If I'm not mistaken, if I was doing this in C# and connect via telnet to my socket I could send Hello but the app wouldn't do anything until I sent \r\n or the buffer was full.

However, in my C++ app, as soon as I enter H my app immediately responds prints out the recvBuf which just contains H plus a load of blank characters (shows as squares in cmd) which I'm assuming is the blank parts of the array buffer, and sends the reply.

Upvotes: 1

Views: 2596

Answers (2)

Vivek
Vivek

Reputation: 330

In a streaming protocol, it is useful to establish a protocol for determining the content length.
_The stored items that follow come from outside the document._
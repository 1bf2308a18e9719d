use std::{collections::HashMap, sync::Arc};

use async_trait::async_trait;
use serde::Deserialize;
use thiserror::Error;
use tracing::{debug, info};

use crate::{
    client::{deliver, ChatPoster, PostError},
    respond::Responder,
};

const URL_VERIFICATION: &str = "url_verification";
const EVENT_CALLBACK: &str = "event_callback";
const APP_MENTION: &str = "app_mention";

#[derive(Clone, Debug, PartialEq, Eq)]
pub struct MentionEvent {
    pub event_id: String,
    pub channel: String,
    pub user: Option<String>,
    pub text: String,
}

/// Everything the Events API webhook can deliver, closed over the cases the
/// bot acts on.
#[derive(Clone, Debug, PartialEq, Eq)]
pub enum InboundEvent {
    UrlChallenge { challenge: String },
    Mention(MentionEvent),
    Unsupported { event_type: String },
}

#[derive(Clone, Copy, Debug, PartialEq, Eq, Hash)]
pub enum InboundEventType {
    UrlChallenge,
    Mention,
    Unsupported,
}

#[derive(Debug, Error)]
#[error("slack event payload could not be decoded: {0}")]
pub struct EventDecodeError(#[from] serde_json::Error);

#[derive(Deserialize)]
struct RawEnvelope {
    #[serde(rename = "type")]
    kind: String,
    #[serde(default)]
    challenge: Option<String>,
    #[serde(default)]
    event_id: Option<String>,
    #[serde(default)]
    event: Option<RawEvent>,
}

#[derive(Deserialize)]
struct RawEvent {
    #[serde(rename = "type")]
    kind: String,
    #[serde(default)]
    channel: Option<String>,
    #[serde(default)]
    user: Option<String>,
    #[serde(default)]
    text: Option<String>,
}

impl InboundEvent {
    pub fn from_slice(body: &[u8]) -> Result<Self, EventDecodeError> {
        let raw: RawEnvelope = serde_json::from_slice(body)?;
        Ok(Self::from_raw(raw))
    }

    fn from_raw(raw: RawEnvelope) -> Self {
        match (raw.kind.as_str(), raw.challenge, raw.event) {
            (URL_VERIFICATION, Some(challenge), _) => Self::UrlChallenge { challenge },
            (EVENT_CALLBACK, _, Some(event)) if event.kind == APP_MENTION => {
                match (event.channel, event.text) {
                    (Some(channel), Some(text)) => Self::Mention(MentionEvent {
                        event_id: raw.event_id.unwrap_or_default(),
                        channel,
                        user: event.user,
                        text,
                    }),
                    _ => Self::Unsupported { event_type: event.kind },
                }
            }
            (EVENT_CALLBACK, _, Some(event)) => Self::Unsupported { event_type: event.kind },
            (kind, _, _) => Self::Unsupported { event_type: kind.to_owned() },
        }
    }

    pub fn event_type(&self) -> InboundEventType {
        match self {
            Self::UrlChallenge { .. } => InboundEventType::UrlChallenge,
            Self::Mention(_) => InboundEventType::Mention,
            Self::Unsupported { .. } => InboundEventType::Unsupported,
        }
    }
}

/// Drops leading `<@U…>` mention tokens and surrounding whitespace.
pub fn strip_mention(text: &str) -> &str {
    let mut rest = text.trim_start();
    while rest.starts_with("<@") {
        match rest.find('>') {
            Some(end) => rest = rest[end + 1..].trim_start(),
            None => break,
        }
    }
    rest.trim()
}

#[derive(Clone, Debug, PartialEq, Eq)]
pub struct EventContext {
    pub correlation_id: String,
}

impl Default for EventContext {
    fn default() -> Self {
        Self { correlation_id: "unknown-correlation-id".to_owned() }
    }
}

impl EventContext {
    pub fn for_event(event: &InboundEvent) -> Self {
        match event {
            InboundEvent::Mention(mention) if !mention.event_id.is_empty() => {
                Self { correlation_id: mention.event_id.clone() }
            }
            _ => Self::default(),
        }
    }
}

#[derive(Clone, Debug, PartialEq, Eq)]
pub enum HandlerResult {
    Challenge(String),
    Posted { messages: usize },
    Ignored,
}

#[derive(Debug, Error)]
pub enum EventHandlerError {
    #[error(transparent)]
    Post(#[from] PostError),
}

#[derive(Debug, Error)]
pub enum DispatchError {
    #[error(transparent)]
    Handler(#[from] EventHandlerError),
}

#[async_trait]
pub trait EventHandler: Send + Sync {
    fn event_type(&self) -> InboundEventType;
    async fn handle(
        &self,
        event: &InboundEvent,
        ctx: &EventContext,
    ) -> Result<HandlerResult, EventHandlerError>;
}

#[derive(Default)]
pub struct EventDispatcher {
    handlers: HashMap<InboundEventType, Arc<dyn EventHandler>>,
}

impl EventDispatcher {
    pub fn new() -> Self {
        Self::default()
    }

    pub fn register<H>(&mut self, handler: H)
    where
        H: EventHandler + 'static,
    {
        self.handlers.insert(handler.event_type(), Arc::new(handler));
    }

    pub async fn dispatch(
        &self,
        event: &InboundEvent,
        ctx: &EventContext,
    ) -> Result<HandlerResult, DispatchError> {
        let Some(handler) = self.handlers.get(&event.event_type()) else {
            debug!(
                event_name = "slack.event.ignored",
                correlation_id = %ctx.correlation_id,
                event_type = ?event.event_type(),
                "no handler registered"
            );
            return Ok(HandlerResult::Ignored);
        };

        handler.handle(event, ctx).await.map_err(DispatchError::from)
    }

    pub fn handler_count(&self) -> usize {
        self.handlers.len()
    }
}

pub fn default_dispatcher(responder: Arc<Responder>, poster: Arc<dyn ChatPoster>) -> EventDispatcher {
    let mut dispatcher = EventDispatcher::new();
    dispatcher.register(UrlChallengeHandler);
    dispatcher.register(MentionHandler::new(responder, poster));
    dispatcher
}

pub struct UrlChallengeHandler;

#[async_trait]
impl EventHandler for UrlChallengeHandler {
    fn event_type(&self) -> InboundEventType {
        InboundEventType::UrlChallenge
    }

    async fn handle(
        &self,
        event: &InboundEvent,
        _ctx: &EventContext,
    ) -> Result<HandlerResult, EventHandlerError> {
        let InboundEvent::UrlChallenge { challenge } = event else {
            return Ok(HandlerResult::Ignored);
        };
        Ok(HandlerResult::Challenge(challenge.clone()))
    }
}

/// Answers a mention in the channel it came from.
pub struct MentionHandler {
    responder: Arc<Responder>,
    poster: Arc<dyn ChatPoster>,
}

impl MentionHandler {
    pub fn new(responder: Arc<Responder>, poster: Arc<dyn ChatPoster>) -> Self {
        Self { responder, poster }
    }
}

#[async_trait]
impl EventHandler for MentionHandler {
    fn event_type(&self) -> InboundEventType {
        InboundEventType::Mention
    }

    async fn handle(
        &self,
        event: &InboundEvent,
        ctx: &EventContext,
    ) -> Result<HandlerResult, EventHandlerError> {
        let InboundEvent::Mention(mention) = event else {
            return Ok(HandlerResult::Ignored);
        };

        let text = strip_mention(&mention.text);
        info!(
            event_name = "slack.mention.received",
            correlation_id = %ctx.correlation_id,
            channel = %mention.channel,
            user = mention.user.as_deref().unwrap_or("unknown"),
            text = %text,
            "handling mention"
        );

        let sections = self.responder.respond_to_text(text, ctx).await;
        let messages = deliver(self.poster.as_ref(), &mention.channel, &sections, ctx).await?;
        Ok(HandlerResult::Posted { messages })
    }
}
For example, a client could send the content-length followed by data and the server would first read the content length and then read the socket in a loop and buffer the data until content-length number of bytes have been received.

Upvotes: 1

user207421
user207421

Reputation: 311023

Sockets don't care about newlines or nulls. Only higher-level streaming APIs do that. The important thing is the return value of recv(). That tells you exactly how many bytes were received. Nothing in the buffer beyond that count is valid.